▶ _Task details_
Among the entries below, find the lines with the word "Deserialize" and copy them.

▶ _Data provided_
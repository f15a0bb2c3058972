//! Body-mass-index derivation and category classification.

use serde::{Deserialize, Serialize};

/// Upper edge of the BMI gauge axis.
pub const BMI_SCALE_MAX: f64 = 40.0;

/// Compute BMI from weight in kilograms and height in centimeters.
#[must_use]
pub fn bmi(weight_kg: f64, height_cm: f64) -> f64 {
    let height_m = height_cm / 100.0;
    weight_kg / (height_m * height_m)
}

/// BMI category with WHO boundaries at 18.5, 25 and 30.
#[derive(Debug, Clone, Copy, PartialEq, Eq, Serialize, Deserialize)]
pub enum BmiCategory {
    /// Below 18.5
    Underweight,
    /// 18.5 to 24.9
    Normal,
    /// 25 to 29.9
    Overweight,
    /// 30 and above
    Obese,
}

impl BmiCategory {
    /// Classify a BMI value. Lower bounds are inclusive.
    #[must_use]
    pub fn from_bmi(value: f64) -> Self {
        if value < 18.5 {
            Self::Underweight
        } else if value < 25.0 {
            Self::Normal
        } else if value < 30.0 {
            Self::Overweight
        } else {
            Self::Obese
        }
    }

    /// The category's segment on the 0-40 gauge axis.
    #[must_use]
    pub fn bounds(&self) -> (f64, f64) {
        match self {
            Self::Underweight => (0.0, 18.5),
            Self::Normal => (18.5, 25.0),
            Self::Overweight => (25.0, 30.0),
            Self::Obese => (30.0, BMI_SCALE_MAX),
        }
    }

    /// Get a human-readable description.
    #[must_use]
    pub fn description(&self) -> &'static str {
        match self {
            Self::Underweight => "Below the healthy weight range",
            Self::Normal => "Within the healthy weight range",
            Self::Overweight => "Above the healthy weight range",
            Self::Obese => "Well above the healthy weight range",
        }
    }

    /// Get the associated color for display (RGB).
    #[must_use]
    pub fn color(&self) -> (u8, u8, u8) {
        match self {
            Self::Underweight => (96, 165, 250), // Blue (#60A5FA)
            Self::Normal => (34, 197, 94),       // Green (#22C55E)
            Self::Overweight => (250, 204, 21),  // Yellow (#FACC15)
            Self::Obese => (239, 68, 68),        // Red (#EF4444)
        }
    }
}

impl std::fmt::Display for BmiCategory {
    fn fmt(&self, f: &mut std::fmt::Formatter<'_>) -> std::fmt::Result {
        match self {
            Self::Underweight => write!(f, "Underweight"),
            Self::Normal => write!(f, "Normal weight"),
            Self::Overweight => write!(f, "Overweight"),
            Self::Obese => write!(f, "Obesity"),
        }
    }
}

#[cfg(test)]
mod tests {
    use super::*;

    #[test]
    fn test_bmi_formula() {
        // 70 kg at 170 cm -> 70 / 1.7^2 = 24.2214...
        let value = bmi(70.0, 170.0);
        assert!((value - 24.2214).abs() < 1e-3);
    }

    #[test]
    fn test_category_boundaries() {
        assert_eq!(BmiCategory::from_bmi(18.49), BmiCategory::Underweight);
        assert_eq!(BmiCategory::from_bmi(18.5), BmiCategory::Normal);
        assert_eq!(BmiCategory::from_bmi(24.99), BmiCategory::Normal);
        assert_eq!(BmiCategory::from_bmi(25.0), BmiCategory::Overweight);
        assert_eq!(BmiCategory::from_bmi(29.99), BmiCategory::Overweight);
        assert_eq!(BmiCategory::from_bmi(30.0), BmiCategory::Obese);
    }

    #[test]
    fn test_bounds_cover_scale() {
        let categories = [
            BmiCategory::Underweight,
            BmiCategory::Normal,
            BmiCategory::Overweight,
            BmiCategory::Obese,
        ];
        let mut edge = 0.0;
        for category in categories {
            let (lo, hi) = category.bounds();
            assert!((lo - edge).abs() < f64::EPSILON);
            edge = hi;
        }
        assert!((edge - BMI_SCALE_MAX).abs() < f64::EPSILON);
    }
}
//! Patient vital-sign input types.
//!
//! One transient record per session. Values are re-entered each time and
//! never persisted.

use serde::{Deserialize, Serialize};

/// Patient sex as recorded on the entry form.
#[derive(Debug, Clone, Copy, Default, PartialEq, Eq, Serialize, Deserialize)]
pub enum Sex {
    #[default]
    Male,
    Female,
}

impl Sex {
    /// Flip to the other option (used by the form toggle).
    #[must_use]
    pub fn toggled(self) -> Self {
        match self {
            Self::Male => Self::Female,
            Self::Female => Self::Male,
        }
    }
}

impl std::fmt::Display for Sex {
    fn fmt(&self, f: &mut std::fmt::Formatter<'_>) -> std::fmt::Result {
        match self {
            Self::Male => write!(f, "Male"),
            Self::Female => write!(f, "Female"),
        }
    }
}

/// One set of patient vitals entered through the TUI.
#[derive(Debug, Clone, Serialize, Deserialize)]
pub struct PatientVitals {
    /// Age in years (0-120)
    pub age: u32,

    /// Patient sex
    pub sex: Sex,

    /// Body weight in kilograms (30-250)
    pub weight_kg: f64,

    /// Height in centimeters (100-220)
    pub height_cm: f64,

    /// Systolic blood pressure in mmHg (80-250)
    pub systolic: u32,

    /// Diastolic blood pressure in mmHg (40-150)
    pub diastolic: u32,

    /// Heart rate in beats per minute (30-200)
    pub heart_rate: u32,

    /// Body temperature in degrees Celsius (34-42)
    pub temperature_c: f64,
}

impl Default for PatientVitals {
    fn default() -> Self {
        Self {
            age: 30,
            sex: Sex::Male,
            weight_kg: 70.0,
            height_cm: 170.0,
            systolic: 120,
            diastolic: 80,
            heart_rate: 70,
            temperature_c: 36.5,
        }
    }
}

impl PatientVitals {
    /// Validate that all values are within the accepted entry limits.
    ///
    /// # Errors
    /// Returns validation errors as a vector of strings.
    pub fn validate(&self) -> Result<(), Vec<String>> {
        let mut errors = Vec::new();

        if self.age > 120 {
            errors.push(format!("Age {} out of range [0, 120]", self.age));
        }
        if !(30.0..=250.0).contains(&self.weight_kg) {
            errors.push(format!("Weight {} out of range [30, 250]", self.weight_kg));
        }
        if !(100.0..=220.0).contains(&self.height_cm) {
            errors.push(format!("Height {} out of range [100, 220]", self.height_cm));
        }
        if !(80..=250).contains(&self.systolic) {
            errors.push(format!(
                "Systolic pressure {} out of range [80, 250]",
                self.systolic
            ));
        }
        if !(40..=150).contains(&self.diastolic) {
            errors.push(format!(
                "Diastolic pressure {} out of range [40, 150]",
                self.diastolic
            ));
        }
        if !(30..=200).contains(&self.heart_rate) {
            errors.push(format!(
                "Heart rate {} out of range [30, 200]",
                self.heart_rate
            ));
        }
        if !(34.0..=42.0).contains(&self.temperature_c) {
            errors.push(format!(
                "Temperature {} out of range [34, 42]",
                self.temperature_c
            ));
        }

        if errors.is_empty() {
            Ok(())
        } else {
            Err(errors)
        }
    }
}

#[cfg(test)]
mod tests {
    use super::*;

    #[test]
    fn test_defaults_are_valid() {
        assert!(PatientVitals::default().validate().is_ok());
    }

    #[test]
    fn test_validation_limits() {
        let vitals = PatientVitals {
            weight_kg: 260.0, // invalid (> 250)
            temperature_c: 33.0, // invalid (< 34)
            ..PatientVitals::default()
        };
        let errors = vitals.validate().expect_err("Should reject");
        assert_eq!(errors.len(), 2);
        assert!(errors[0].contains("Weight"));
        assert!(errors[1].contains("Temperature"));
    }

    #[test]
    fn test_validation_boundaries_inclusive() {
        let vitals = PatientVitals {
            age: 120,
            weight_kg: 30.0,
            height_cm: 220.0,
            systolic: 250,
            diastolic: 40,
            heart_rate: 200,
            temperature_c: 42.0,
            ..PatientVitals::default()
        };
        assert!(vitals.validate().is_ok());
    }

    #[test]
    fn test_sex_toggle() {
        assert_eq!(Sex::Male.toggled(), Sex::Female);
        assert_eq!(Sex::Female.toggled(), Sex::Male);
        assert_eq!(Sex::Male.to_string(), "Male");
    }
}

▶ _Solution to the problem_
use serde::{Deserialize, Serialize};
#[derive(Debug, Clone, Copy, PartialEq, Eq, Serialize, Deserialize)]
use serde::{Deserialize, Serialize};
#[derive(Debug, Clone, Copy, Default, PartialEq, Eq, Serialize, Deserialize)]
#[derive(Debug, Clone, Serialize, Deserialize)]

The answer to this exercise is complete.